Below are the records; copy each line in which "matches" can be found.

──────── Given records

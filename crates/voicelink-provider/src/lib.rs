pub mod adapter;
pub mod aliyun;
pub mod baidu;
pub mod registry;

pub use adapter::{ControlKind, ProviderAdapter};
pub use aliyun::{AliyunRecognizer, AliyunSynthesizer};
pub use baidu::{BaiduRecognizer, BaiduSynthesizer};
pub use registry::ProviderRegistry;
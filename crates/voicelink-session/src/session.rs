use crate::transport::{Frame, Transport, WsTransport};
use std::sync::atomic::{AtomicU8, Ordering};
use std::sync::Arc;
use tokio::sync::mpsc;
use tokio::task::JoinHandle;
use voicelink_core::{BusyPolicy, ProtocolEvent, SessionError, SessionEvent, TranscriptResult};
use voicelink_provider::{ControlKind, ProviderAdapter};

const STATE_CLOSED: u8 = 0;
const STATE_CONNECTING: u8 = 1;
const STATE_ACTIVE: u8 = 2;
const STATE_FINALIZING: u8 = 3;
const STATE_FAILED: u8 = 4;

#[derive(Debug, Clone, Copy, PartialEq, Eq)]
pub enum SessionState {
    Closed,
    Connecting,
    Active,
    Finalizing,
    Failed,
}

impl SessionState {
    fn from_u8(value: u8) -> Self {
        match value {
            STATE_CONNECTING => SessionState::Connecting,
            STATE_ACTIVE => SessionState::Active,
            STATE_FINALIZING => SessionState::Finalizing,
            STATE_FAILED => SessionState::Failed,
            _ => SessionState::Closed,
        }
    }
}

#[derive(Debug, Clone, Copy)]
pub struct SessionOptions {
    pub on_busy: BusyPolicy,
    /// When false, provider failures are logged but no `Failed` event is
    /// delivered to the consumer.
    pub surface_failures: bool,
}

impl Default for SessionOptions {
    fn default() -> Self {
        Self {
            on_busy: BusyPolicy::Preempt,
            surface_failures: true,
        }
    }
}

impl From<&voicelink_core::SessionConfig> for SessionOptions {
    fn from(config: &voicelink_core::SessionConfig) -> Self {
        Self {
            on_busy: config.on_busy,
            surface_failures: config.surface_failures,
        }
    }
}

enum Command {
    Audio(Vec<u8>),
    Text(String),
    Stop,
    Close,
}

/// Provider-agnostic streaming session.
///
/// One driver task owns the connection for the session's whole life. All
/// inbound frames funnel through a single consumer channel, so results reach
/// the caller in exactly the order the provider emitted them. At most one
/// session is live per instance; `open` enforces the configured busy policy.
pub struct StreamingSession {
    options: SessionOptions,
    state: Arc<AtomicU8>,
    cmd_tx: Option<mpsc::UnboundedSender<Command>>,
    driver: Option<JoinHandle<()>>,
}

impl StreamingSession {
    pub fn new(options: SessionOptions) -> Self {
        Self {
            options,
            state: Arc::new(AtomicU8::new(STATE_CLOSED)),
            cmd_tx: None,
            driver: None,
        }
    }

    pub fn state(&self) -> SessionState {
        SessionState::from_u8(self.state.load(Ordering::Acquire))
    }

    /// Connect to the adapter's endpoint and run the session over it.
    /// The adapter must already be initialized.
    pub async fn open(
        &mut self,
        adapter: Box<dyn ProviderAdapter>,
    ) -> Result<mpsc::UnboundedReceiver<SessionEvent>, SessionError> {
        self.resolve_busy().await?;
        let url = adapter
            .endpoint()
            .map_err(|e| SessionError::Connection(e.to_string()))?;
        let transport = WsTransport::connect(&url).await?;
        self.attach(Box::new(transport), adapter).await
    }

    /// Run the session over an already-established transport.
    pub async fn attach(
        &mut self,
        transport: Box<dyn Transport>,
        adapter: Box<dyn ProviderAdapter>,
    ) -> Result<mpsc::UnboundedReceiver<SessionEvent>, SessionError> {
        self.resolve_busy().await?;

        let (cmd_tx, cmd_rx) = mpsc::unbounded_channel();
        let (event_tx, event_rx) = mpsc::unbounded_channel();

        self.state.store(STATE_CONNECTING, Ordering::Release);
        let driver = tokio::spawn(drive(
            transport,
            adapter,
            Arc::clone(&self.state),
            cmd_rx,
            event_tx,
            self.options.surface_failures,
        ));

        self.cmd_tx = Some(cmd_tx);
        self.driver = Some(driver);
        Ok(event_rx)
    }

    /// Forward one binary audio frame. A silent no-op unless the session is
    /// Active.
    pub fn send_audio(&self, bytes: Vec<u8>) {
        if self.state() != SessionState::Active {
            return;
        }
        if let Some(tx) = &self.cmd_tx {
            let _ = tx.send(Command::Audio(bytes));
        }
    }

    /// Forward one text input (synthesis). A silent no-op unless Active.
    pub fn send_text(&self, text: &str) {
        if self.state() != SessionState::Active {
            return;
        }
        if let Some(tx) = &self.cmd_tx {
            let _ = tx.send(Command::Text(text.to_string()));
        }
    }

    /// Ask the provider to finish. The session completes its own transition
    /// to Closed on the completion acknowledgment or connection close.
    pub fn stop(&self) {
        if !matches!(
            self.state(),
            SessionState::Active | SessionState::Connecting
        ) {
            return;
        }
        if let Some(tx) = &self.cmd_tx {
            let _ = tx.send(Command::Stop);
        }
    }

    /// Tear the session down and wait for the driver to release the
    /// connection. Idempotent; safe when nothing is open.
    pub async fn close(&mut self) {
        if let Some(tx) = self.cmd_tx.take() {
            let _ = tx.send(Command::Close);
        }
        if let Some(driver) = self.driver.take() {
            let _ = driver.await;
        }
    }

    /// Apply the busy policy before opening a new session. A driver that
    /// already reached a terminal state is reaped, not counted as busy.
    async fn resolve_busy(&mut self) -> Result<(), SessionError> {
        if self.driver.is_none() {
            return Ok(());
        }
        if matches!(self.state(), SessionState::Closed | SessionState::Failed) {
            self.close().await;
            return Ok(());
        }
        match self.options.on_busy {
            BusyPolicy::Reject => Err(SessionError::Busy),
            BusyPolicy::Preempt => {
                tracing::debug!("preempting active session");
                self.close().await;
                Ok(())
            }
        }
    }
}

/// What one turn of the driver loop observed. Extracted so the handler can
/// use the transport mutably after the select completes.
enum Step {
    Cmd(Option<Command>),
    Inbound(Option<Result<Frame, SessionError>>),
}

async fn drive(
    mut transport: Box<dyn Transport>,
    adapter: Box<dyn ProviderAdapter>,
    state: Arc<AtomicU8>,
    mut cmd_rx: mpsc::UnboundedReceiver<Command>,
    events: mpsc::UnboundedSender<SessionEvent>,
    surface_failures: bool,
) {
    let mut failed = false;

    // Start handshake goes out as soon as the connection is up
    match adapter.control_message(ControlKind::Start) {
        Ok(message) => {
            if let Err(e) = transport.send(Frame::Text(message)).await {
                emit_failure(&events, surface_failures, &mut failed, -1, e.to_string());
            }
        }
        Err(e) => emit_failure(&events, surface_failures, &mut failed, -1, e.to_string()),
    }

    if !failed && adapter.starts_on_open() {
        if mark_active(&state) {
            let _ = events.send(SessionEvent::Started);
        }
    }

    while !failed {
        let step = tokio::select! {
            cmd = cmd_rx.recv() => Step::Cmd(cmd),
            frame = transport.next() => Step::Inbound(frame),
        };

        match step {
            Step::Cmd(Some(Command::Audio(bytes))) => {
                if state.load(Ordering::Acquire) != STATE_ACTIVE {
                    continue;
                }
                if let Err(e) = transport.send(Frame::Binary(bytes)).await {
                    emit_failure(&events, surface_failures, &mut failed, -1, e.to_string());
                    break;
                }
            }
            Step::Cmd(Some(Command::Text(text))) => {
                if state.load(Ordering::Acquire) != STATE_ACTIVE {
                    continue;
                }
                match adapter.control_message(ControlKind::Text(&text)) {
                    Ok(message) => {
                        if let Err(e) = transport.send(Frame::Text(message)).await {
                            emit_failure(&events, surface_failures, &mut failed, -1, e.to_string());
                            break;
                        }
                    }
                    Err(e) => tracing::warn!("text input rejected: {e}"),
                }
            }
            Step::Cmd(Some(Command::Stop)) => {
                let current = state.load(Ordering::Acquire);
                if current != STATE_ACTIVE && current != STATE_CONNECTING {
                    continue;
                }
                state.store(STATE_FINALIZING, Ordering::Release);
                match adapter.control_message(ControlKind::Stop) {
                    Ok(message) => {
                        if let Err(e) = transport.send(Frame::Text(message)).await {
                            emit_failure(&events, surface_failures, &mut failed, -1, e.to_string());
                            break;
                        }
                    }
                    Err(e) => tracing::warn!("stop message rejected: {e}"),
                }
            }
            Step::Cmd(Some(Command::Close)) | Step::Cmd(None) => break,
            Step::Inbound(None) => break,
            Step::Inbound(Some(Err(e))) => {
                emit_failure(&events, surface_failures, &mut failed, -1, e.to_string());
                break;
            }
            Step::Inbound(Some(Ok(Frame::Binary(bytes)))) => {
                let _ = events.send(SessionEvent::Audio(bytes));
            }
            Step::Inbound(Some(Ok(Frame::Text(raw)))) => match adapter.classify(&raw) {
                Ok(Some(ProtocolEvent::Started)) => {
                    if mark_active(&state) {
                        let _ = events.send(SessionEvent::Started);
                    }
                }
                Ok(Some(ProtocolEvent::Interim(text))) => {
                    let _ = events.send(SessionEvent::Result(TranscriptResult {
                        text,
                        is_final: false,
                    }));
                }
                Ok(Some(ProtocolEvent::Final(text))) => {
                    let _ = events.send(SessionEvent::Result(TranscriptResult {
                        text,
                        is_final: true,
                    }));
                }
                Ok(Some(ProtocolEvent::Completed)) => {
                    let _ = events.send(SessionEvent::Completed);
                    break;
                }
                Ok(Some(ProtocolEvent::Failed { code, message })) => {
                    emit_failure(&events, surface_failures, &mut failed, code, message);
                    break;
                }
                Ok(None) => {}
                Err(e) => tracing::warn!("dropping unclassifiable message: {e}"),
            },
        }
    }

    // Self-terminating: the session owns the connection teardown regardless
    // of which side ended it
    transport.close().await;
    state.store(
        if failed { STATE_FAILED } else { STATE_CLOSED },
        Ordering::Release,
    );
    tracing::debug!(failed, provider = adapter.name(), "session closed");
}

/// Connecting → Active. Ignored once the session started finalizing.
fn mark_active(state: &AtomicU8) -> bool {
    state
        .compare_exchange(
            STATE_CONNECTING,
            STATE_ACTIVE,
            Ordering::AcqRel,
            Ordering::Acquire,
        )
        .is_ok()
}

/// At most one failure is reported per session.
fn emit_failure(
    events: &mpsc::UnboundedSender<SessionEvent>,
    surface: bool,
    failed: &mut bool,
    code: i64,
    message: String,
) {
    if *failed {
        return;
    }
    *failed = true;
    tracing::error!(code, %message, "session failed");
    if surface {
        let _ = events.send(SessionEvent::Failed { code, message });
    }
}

────────────────

Answer for this exercise:
        if !matches!(
        if matches!(self.state(), SessionState::Closed | SessionState::Failed) {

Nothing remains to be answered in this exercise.